-- Opening Marker --
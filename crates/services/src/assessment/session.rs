use std::fmt;
use std::sync::Arc;

use chrono::{DateTime, Utc};
use quiz_core::model::{
    AnswerStore, Countdown, Navigator, QuestionId, QuizDefinition, QuizResult, SessionId,
    SessionStatus, SubmitTrigger, TickOutcome,
};
use quiz_core::scorer::{self, ScoreError};

use super::view::SessionSnapshot;
use crate::error::SessionError;

//
// ─── OUTCOMES ──────────────────────────────────────────────────────────────────
//

/// Result of a submit attempt that did not fail.
#[derive(Debug, Clone, PartialEq, Eq)]
pub enum Finalization {
    /// This call performed the transition to `Completed`.
    Fresh(QuizResult),
    /// The session was already completed; the original result is returned unchanged.
    Previous(QuizResult),
}

impl Finalization {
    #[must_use]
    pub fn result(&self) -> &QuizResult {
        match self {
            Finalization::Fresh(r) | Finalization::Previous(r) => r,
        }
    }

    #[must_use]
    pub fn is_fresh(&self) -> bool {
        matches!(self, Finalization::Fresh(_))
    }
}

/// What a single countdown tick did to the session.
#[derive(Debug)]
pub enum SessionTick {
    Ignored,
    Remaining(u32),
    /// The countdown expired and the session was auto-submitted.
    Expired(Result<Finalization, SessionError>),
}

//
// ─── STATE ─────────────────────────────────────────────────────────────────────
//

#[derive(Debug, Clone, PartialEq, Eq)]
enum Phase {
    Ready,
    Running,
    Submitting(SubmitTrigger),
    Completed(QuizResult),
    Failed(ScoreError),
    Abandoned,
}

impl Phase {
    fn status(&self) -> SessionStatus {
        match self {
            Phase::Ready => SessionStatus::Ready,
            Phase::Running => SessionStatus::Running,
            Phase::Submitting(_) => SessionStatus::Submitting,
            Phase::Completed(_) => SessionStatus::Completed,
            Phase::Failed(_) => SessionStatus::Failed,
            Phase::Abandoned => SessionStatus::Abandoned,
        }
    }
}

//
// ─── SESSION ───────────────────────────────────────────────────────────────────
//

/// One attempt at a quiz.
///
/// Owns the answers, the question pointer and the countdown, and is the only place
/// that moves between lifecycle states. Every submit path funnels through a single
/// status check, so whichever of manual submit or expiration arrives first finalizes
/// the attempt and the other observes the stored result.
pub struct AssessmentSession {
    id: SessionId,
    quiz: Arc<QuizDefinition>,
    answers: AnswerStore,
    navigator: Navigator,
    countdown: Countdown,
    phase: Phase,
    result_id: Option<i64>,
    persist_error: Option<String>,
}

impl AssessmentSession {
    #[must_use]
    pub fn new(quiz: QuizDefinition) -> Self {
        let navigator = Navigator::new(quiz.total());
        let countdown = Countdown::new(quiz.duration_secs());
        Self {
            id: SessionId::generate(),
            quiz: Arc::new(quiz),
            answers: AnswerStore::new(),
            navigator,
            countdown,
            phase: Phase::Ready,
            result_id: None,
            persist_error: None,
        }
    }

    #[must_use]
    pub fn id(&self) -> SessionId {
        self.id
    }

    #[must_use]
    pub fn quiz(&self) -> &Arc<QuizDefinition> {
        &self.quiz
    }

    #[must_use]
    pub fn status(&self) -> SessionStatus {
        self.phase.status()
    }

    #[must_use]
    pub fn answers(&self) -> &AnswerStore {
        &self.answers
    }

    #[must_use]
    pub fn current_index(&self) -> usize {
        self.navigator.current()
    }

    #[must_use]
    pub fn remaining_secs(&self) -> u32 {
        self.countdown.remaining_secs()
    }

    #[must_use]
    pub fn countdown(&self) -> &Countdown {
        &self.countdown
    }

    #[must_use]
    pub fn result(&self) -> Option<&QuizResult> {
        match &self.phase {
            Phase::Completed(result) => Some(result),
            _ => None,
        }
    }

    #[must_use]
    pub fn result_id(&self) -> Option<i64> {
        self.result_id
    }

    #[must_use]
    pub fn persist_error(&self) -> Option<&str> {
        self.persist_error.as_deref()
    }

    #[must_use]
    pub fn is_finalized(&self) -> bool {
        self.status().is_terminal()
    }

    /// Arms the countdown and moves `Ready -> Running`.
    ///
    /// # Errors
    ///
    /// Returns `SessionError::AlreadyFinalized` for a completed or failed session and
    /// `SessionError::NotRunning` if the session is past `Ready` but not yet finalized,
    /// and `SessionError::Abandoned` once left.
    pub fn start(&mut self) -> Result<(), SessionError> {
        match self.phase {
            Phase::Ready => {
                self.countdown.start();
                self.phase = Phase::Running;
                Ok(())
            }
            Phase::Completed(_) | Phase::Failed(_) => Err(SessionError::AlreadyFinalized),
            Phase::Abandoned => Err(SessionError::Abandoned),
            Phase::Running | Phase::Submitting(_) => Err(SessionError::NotRunning),
        }
    }

    /// Records an answer (last write wins). Returns the previous selection.
    ///
    /// # Errors
    ///
    /// Returns `SessionError::AlreadyFinalized` after completion, `SessionError::NotRunning`
    /// before start, and `UnknownQuestion` / `OptionOutOfRange` for invalid input.
    pub fn select(
        &mut self,
        question_id: &QuestionId,
        option_index: usize,
    ) -> Result<Option<usize>, SessionError> {
        self.ensure_running()?;
        let question = self
            .quiz
            .question(question_id)
            .ok_or_else(|| SessionError::UnknownQuestion(question_id.clone()))?;
        if !question.has_option(option_index) {
            return Err(SessionError::OptionOutOfRange {
                question_id: question_id.clone(),
                option_index,
            });
        }
        Ok(self.answers.select(question_id.clone(), option_index))
    }

    /// Selects an option on the question currently shown.
    ///
    /// # Errors
    ///
    /// Same as [`AssessmentSession::select`].
    pub fn select_current(&mut self, option_index: usize) -> Result<Option<usize>, SessionError> {
        let question_id = self
            .quiz
            .question_at(self.navigator.current())
            .map(|q| q.id().clone())
            .ok_or(SessionError::NotRunning)?;
        self.select(&question_id, option_index)
    }

    /// Moves to `index` (clamped). Ignored unless the session is running.
    pub fn go_to(&mut self, index: usize) -> usize {
        if self.phase == Phase::Running {
            self.navigator.go_to(index);
        }
        self.navigator.current()
    }

    pub fn next(&mut self) -> usize {
        self.go_to(self.navigator.current().saturating_add(1))
    }

    pub fn previous(&mut self) -> usize {
        self.go_to(self.navigator.current().saturating_sub(1))
    }

    /// Feeds one elapsed second into the countdown; auto-submits on expiry.
    pub fn tick(&mut self, now: DateTime<Utc>) -> SessionTick {
        if self.phase != Phase::Running {
            return SessionTick::Ignored;
        }
        match self.countdown.tick() {
            TickOutcome::Ignored => SessionTick::Ignored,
            TickOutcome::Remaining(secs) => SessionTick::Remaining(secs),
            TickOutcome::Expired => {
                tracing::info!(session_id = %self.id, quiz_id = %self.quiz.id(), "countdown expired");
                SessionTick::Expired(self.finalize(SubmitTrigger::Expired, now))
            }
        }
    }

    /// User-confirmed submission.
    ///
    /// # Errors
    ///
    /// Returns `SessionError::NotRunning` before the session started, and the stored
    /// `SessionError::Score` if an earlier finalization failed.
    pub fn submit_manual(&mut self, now: DateTime<Utc>) -> Result<Finalization, SessionError> {
        self.finalize(SubmitTrigger::Manual, now)
    }

    /// Cancels the countdown without submitting; the attempt is discarded and
    /// rejects any further answers or submits. No-op once finalized.
    pub fn abandon(&mut self) {
        if !matches!(self.phase, Phase::Ready | Phase::Running) {
            return;
        }
        self.countdown.cancel();
        self.phase = Phase::Abandoned;
        tracing::debug!(session_id = %self.id, status = self.status().as_str(), "session abandoned");
    }

    #[must_use]
    pub fn snapshot(&self) -> SessionSnapshot {
        let answered: Vec<bool> = self
            .quiz
            .questions()
            .iter()
            .map(|q| self.answers.is_answered(q.id()))
            .collect();
        SessionSnapshot {
            session_id: self.id,
            quiz_id: self.quiz.id().clone(),
            status: self.status(),
            current_index: self.navigator.current(),
            total: self.quiz.total(),
            remaining_secs: self.countdown.remaining_secs(),
            answered_count: self.answers.answered_count(),
            answered,
            result: self.result().cloned(),
            result_id: self.result_id,
            last_error: None,
        }
    }

    pub(crate) fn set_result_id(&mut self, id: i64) {
        self.result_id = Some(id);
    }

    pub(crate) fn set_persist_error(&mut self, error: String) {
        self.persist_error = Some(error);
    }

    fn ensure_running(&self) -> Result<(), SessionError> {
        match self.phase {
            Phase::Running => Ok(()),
            Phase::Completed(_) | Phase::Failed(_) | Phase::Submitting(_) => {
                Err(SessionError::AlreadyFinalized)
            }
            Phase::Abandoned => Err(SessionError::Abandoned),
            Phase::Ready => Err(SessionError::NotRunning),
        }
    }

    // Single-writer guard: only a call that finds the session `Running` may finalize.
    fn finalize(
        &mut self,
        trigger: SubmitTrigger,
        now: DateTime<Utc>,
    ) -> Result<Finalization, SessionError> {
        match &self.phase {
            Phase::Running => {}
            Phase::Completed(result) => {
                tracing::debug!(session_id = %self.id, trigger = trigger.as_str(), "late submit ignored");
                return Ok(Finalization::Previous(result.clone()));
            }
            Phase::Failed(err) => return Err(SessionError::Score(err.clone())),
            Phase::Submitting(_) => return Err(SessionError::AlreadyFinalized),
            Phase::Abandoned => return Err(SessionError::Abandoned),
            Phase::Ready => return Err(SessionError::NotRunning),
        }

        self.phase = Phase::Submitting(trigger);
        self.countdown.stop();

        match scorer::score(&self.quiz, &self.answers) {
            Ok(score) => {
                let result = QuizResult::new(self.quiz.id().clone(), self.id, score, trigger, now);
                tracing::info!(
                    session_id = %self.id,
                    quiz_id = %self.quiz.id(),
                    trigger = trigger.as_str(),
                    correct = score.correct,
                    total = score.total,
                    "session completed"
                );
                self.phase = Phase::Completed(result.clone());
                Ok(Finalization::Fresh(result))
            }
            Err(err) => {
                tracing::error!(session_id = %self.id, error = %err, "scoring failed");
                self.phase = Phase::Failed(err.clone());
                Err(SessionError::Score(err))
            }
        }
    }
}

impl fmt::Debug for AssessmentSession {
    fn fmt(&self, f: &mut fmt::Formatter<'_>) -> fmt::Result {
        f.debug_struct("AssessmentSession")
            .field("id", &self.id)
            .field("quiz_id", self.quiz.id())
            .field("status", &self.status())
            .field("current", &self.navigator.current())
            .field("answered", &self.answers.answered_count())
            .field("remaining_secs", &self.countdown.remaining_secs())
            .field("result_id", &self.result_id)
            .finish_non_exhaustive()
    }
}

//
// ─── TESTS ─────────────────────────────────────────────────────────────────────
//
-- Closing Marker --
What the exercise asks:
Output each line of the listing in which the string "that" is found.

Worked solution:
/// Result of a submit attempt that did not fail.
/// that moves between lifecycle states. Every submit path funnels through a single
    // Single-writer guard: only a call that finds the session `Running` may finalize.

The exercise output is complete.